In college, after finishing my Spanish minor, I started taking French since I was frustrated by not knowing how to pronounce the French words I was reading in the books in my anthropology and history classes. In French class, I learned of the Francophone world. I also took Korean and wrote a research paper on Korean resistance to Japanese occupation. My senior thesis was on the ways Freya Stark, a British travel writer, envisioned the end of the British empire and the future of the Middle East, Egypt, and Yemen.
After I graduated, I used my French, Spanish, and Korean language skills a little as an international student advisor at the Texas Intensive English Program in Austin for four years. I worked with students from every continent on the planet. It was great!
As I considered going to graduate school, I was interested in Latin American and Asian history, but I found that African history would enable me to combine all my interests and get a job, so here I am!
Q: How did you end up researching the relationships between cotton, pesticides, and the Fulbe people in Senegal?
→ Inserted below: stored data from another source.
//! LocalCacheTier: text content on local disk.
//!
//! Layout under the working root:
//! ```text
//! {root}/
//! └── storage/
//!     ├── books/
//!     │   └── 123.json
//!     └── users/
//!         └── alice/
//!             └── bookshelf.json
//! ```
//!
//! Writes truncate and overwrite in place. There is no locking and no
//! temp-file rename, so concurrent writers to one path race at the
//! filesystem and a crash mid-write can leave partial content.

use std::fs::{self, OpenOptions};
use std::io::{ErrorKind, Write};
use std::path::Path;

use crate::error::{Result, StorageError};

/// Reads and writes cached files at absolute paths.
#[derive(Debug, Clone, Copy, Default)]
pub struct LocalCacheTier;

impl LocalCacheTier {
    /// Full text of the file, or `None` if it does not exist.
    ///
    /// An existing empty file yields `Some("")`.
    pub fn read(&self, path: &Path) -> Result<Option<String>> {
        match fs::read_to_string(path) {
            Ok(content) => Ok(Some(content)),
            // a file sitting where a parent directory belongs is ENOTDIR, not NotFound
            Err(e) if e.kind() == ErrorKind::NotFound || !path.exists() => Ok(None),
            Err(e) => Err(StorageError::io("read", path)(e)),
        }
    }

    /// Create parent directories and the file as needed, then replace its
    /// contents with `content`.
    pub fn write(&self, path: &Path, content: &str) -> Result<()> {
        if let Some(parent) = path.parent() {
            self.ensure_dir(parent)?;
        }

        let mut file = OpenOptions::new()
            .write(true)
            .create(true)
            .truncate(true)
            .open(path)
            .map_err(StorageError::io("open", path))?;
        file.write_all(content.as_bytes())
            .map_err(StorageError::io("write", path))?;

        Ok(())
    }

    /// Create `dir` and its parents if missing.
    pub fn ensure_dir(&self, dir: &Path) -> Result<()> {
        if !dir.is_dir() {
            fs::create_dir_all(dir).map_err(StorageError::io("create directory", dir))?;
        }
        Ok(())
    }

    pub fn exists(&self, path: &Path) -> bool {
        path.is_file()
    }
}

#[cfg(test)]
mod tests {
    use super::*;
    use tempfile::TempDir;

    #[test]
    fn test_read_missing_is_none() {
        let temp = TempDir::new().unwrap();
        let tier = LocalCacheTier;
        assert_eq!(tier.read(&temp.path().join("nope.json")).unwrap(), None);
    }

    #[test]
    fn test_write_creates_parents() {
        let temp = TempDir::new().unwrap();
        let tier = LocalCacheTier;
        let path = temp.path().join("a/b/c.json");

        tier.write(&path, "x").unwrap();

        assert!(tier.exists(&path));
        assert_eq!(tier.read(&path).unwrap().as_deref(), Some("x"));
    }

    #[test]
    fn test_write_overwrites_entire_content() {
        let temp = TempDir::new().unwrap();
        let tier = LocalCacheTier;
        let path = temp.path().join("item.json");

        tier.write(&path, "a much longer first version").unwrap();
        tier.write(&path, "short").unwrap();

        assert_eq!(fs::read_to_string(&path).unwrap(), "short");
    }

    #[test]
    fn test_empty_file_reads_as_empty_string() {
        let temp = TempDir::new().unwrap();
        let tier = LocalCacheTier;
        let path = temp.path().join("empty.json");
        fs::write(&path, "").unwrap();

        assert_eq!(tier.read(&path).unwrap().as_deref(), Some(""));
    }

    #[test]
    fn test_write_under_a_file_is_error() {
        let temp = TempDir::new().unwrap();
        let tier = LocalCacheTier;
        let blocker = temp.path().join("blocker");
        fs::write(&blocker, "i am a file").unwrap();

        let err = tier.write(&blocker.join("child.json"), "x").unwrap_err();
        assert!(matches!(err, StorageError::Io { .. }));
        assert!(err.to_string().contains("blocker"));
    }

    #[test]
    fn test_read_below_a_file_is_none() {
        let temp = TempDir::new().unwrap();
        let tier = LocalCacheTier;
        let blocker = temp.path().join("blocker");
        fs::write(&blocker, "x").unwrap();

        assert_eq!(tier.read(&blocker.join("child.json")).unwrap(), None);
    }

    #[test]
    fn test_read_directory_is_error() {
        let temp = TempDir::new().unwrap();
        let tier = LocalCacheTier;
        assert!(tier.read(temp.path()).is_err());
        assert!(!tier.exists(temp.path()));
    }

    #[test]
    fn test_ensure_dir_is_idempotent() {
        let temp = TempDir::new().unwrap();
        let tier = LocalCacheTier;
        let dir = temp.path().join("storage");

        tier.ensure_dir(&dir).unwrap();
        tier.ensure_dir(&dir).unwrap();
        assert!(dir.is_dir());
    }
}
A: Again, I pursued lots of little things. I originally proposed doing an environmental history of western Côte d’Ivoire since there is little written about that area in English. At the University of Wisconsin-Madison, I got a Foreign Language Area Studies fellowship to study Hausa, one of the languages spoken the most by West Africans. Hausaland is in northern Nigeria and southern Niger and is known for cotton cultivation, among other things. I thought researching cotton would be a good way to do a comparative environmental history, plus I recalled how my grandmother spoke about picking cotton as a child in Texas. I then got a Jan Vansina travel grant from the UW History department to do research for my master’s thesis at the archives for French West Africa in Dakar, Senegal. I looked for records on northern Côte d’Ivoire and southern Niger, but I found more on southeastern Senegal. French colonizers reported, as they tended to stereotype ethnic groups, that the main people who grew cotton were Pulaar-speaking Fulbe. Indeed, when I left the archives and visited that part of Senegal, people there told me the same thing. I then studied Pulaar and when I was doing my interviews I asked folks about how cotton cultivation had changed since their grandmothers’ era, and the biggest change they remembered was the introduction of pesticides. I’m now researching why certain chemicals were introduced and how they affected people’s lives. Even though a lot of pesticides were used, not much is widely known about what exactly their effects were in those places. That information could help influence public policy.
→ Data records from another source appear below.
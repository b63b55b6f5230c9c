//! RemoteTier: optional document store behind the local cache.
//!
//! [`RemoteStore`] is the backend seam, shaped like a document
//! collection keyed by `path`: find one, replace one (optionally
//! upserting), insert one. [`RemoteTier`] wraps an optional store and
//! turns every backend failure into a log line, so callers of
//! [`TieredStorage`](crate::TieredStorage) never see remote errors.
//!
//! # Consistency
//!
//! [`RemoteTier::upsert`] is find-then-write, not compare-and-swap. Two
//! upserts racing on one path can interleave between the find and the
//! write, and the slower one silently replaces the faster one (lost
//! update). Last writer wins.

use std::collections::HashMap;
use std::fmt;
use std::sync::{Arc, Mutex};

use anyhow::{anyhow, bail, Result};
use tracing::{debug, warn};

use crate::record::RemoteRecord;

/// Result of [`RemoteStore::replace`].
#[derive(Debug, Clone, Copy, Default, PartialEq, Eq)]
pub struct ReplaceOutcome {
    /// Records matching the path.
    pub matched: u64,
    /// Records whose content was rewritten.
    pub modified: u64,
    /// Whether a new record was inserted because none matched.
    pub upserted: bool,
}

/// Trait for remote document backends.
///
/// Implementations must be `Send + Sync`; one handle is shared by every
/// request-handling thread.
pub trait RemoteStore: Send + Sync {
    /// Look up the record for `path`.
    fn find(&self, path: &str) -> Result<Option<RemoteRecord>>;

    /// Replace the record with `record.path`. With `upsert`, insert it if
    /// no record matches.
    fn replace(&self, record: &RemoteRecord, upsert: bool) -> Result<ReplaceOutcome>;

    /// Insert a new record. Fails if one already exists for the path.
    fn insert(&self, record: &RemoteRecord) -> Result<()>;
}

/// In-process [`RemoteStore`], for tests and single-process embedding.
#[derive(Debug, Default)]
pub struct MemoryRemote {
    records: Mutex<HashMap<String, RemoteRecord>>,
}

impl MemoryRemote {
    pub fn new() -> Self {
        Self::default()
    }

    /// Number of stored records.
    pub fn len(&self) -> usize {
        self.records.lock().map(|r| r.len()).unwrap_or(0)
    }

    pub fn is_empty(&self) -> bool {
        self.len() == 0
    }

    fn lock(&self) -> Result<std::sync::MutexGuard<'_, HashMap<String, RemoteRecord>>> {
        self.records
            .lock()
            .map_err(|_| anyhow!("memory remote lock poisoned"))
    }
}

impl RemoteStore for MemoryRemote {
    fn find(&self, path: &str) -> Result<Option<RemoteRecord>> {
        Ok(self.lock()?.get(path).cloned())
    }

    fn replace(&self, record: &RemoteRecord, upsert: bool) -> Result<ReplaceOutcome> {
        let mut records = self.lock()?;
        match records.get_mut(&record.path) {
            Some(existing) => {
                let modified = u64::from(existing != record);
                *existing = record.clone();
                Ok(ReplaceOutcome {
                    matched: 1,
                    modified,
                    upserted: false,
                })
            }
            None if upsert => {
                records.insert(record.path.clone(), record.clone());
                Ok(ReplaceOutcome {
                    matched: 0,
                    modified: 0,
                    upserted: true,
                })
            }
            None => Ok(ReplaceOutcome::default()),
        }
    }

    fn insert(&self, record: &RemoteRecord) -> Result<()> {
        let mut records = self.lock()?;
        if records.contains_key(&record.path) {
            bail!("duplicate key: record for {} already exists", record.path);
        }
        records.insert(record.path.clone(), record.clone());
        Ok(())
    }
}

/// The remote tier as the coordinator sees it.
///
/// Inactive when built without a store; every operation is then a no-op
/// returning `None`/`false`.
#[derive(Clone, Default)]
pub struct RemoteTier {
    store: Option<Arc<dyn RemoteStore>>,
}

impl RemoteTier {
    pub fn new(store: Arc<dyn RemoteStore>) -> Self {
        Self { store: Some(store) }
    }

    /// A tier with no connection.
    pub fn disabled() -> Self {
        Self { store: None }
    }

    pub fn is_active(&self) -> bool {
        self.store.is_some()
    }

    /// Content stored remotely for `path`, if any.
    ///
    /// Backend errors are logged and reported as absent.
    pub fn fetch(&self, path: &str) -> Option<String> {
        let store = self.store.as_ref()?;
        debug!("Get remote record {}", path);

        match store.find(path) {
            Ok(record) => record.map(|r| r.content),
            Err(e) => {
                warn!("Get remote record {} failed: {:#}", path, e);
                None
            }
        }
    }

    /// Write `content` for `path`, creating the record if needed.
    ///
    /// Returns true if a record was modified or inserted. Failures are
    /// logged and return false.
    pub fn upsert(&self, path: &str, content: &str) -> bool {
        let Some(store) = self.store.as_ref() else {
            return false;
        };
        debug!("Save remote record {}", path);

        match store.find(path) {
            Ok(Some(mut record)) => {
                record.update(content);
                // upsert covers a delete landing between find and replace
                match store.replace(&record, true) {
                    Ok(outcome) => outcome.modified > 0 || outcome.upserted,
                    Err(e) => {
                        warn!("Replace remote record {} failed: {:#}", path, e);
                        false
                    }
                }
            }
            Ok(None) => match store.insert(&RemoteRecord::new(path, content)) {
                Ok(()) => true,
                Err(e) => {
                    warn!("Save remote record {} failed: {:#}", path, e);
                    false
                }
            },
            Err(e) => {
                warn!("Save remote record {} failed: {:#}", path, e);
                false
            }
        }
    }
}

impl fmt::Debug for RemoteTier {
    fn fmt(&self, f: &mut fmt::Formatter<'_>) -> fmt::Result {
        f.debug_struct("RemoteTier")
            .field("active", &self.is_active())
            .finish()
    }
}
Q: Of all the books you use in teaching various courses in African history, which one is your favorite and why?
A: One of my favorites is Jan Bender Shetler’s Imagining Serengeti: A History of Landscape Memory in Tanzania from Earliest Times to the Present because even though it is technical and a little difficult for beginners to read in places, undergraduate students tell me they learn a lot from it. The book does almost everything a college-level book on African history should do. It challenges common views of the Serengeti as a natural wilderness. It undermines common views of “tribes” and shows how social affiliations are formed. It explains the use of alternative sources and methods in history (archaeological, linguistic, and oral). And it chronicles how the Serengeti National Park we see today was created. Shetler presents the perspectives of people who have been called “poachers” and argues that it is crucial that their histories be taken seriously when considering public policies. (Given that the topic is about Serengeti where there are no large, densely populated cities, it is not the best book for urban history, but then there are other books for that.)
Q: Since the great majority of the department is not from New England, we have noticed all sorts of peculiarities about this region. Have you noticed anything usual about life here?
A: So far I’ve found that people drive really friendly in Manchester, NH. That’s a good thing since I’ve seen a lot of motorcyclists exercising their freedom to drive without helmets!
Q: What activities do you do in your free time?
A: Exploring the beautiful hiking trails and the great bookstores in New England!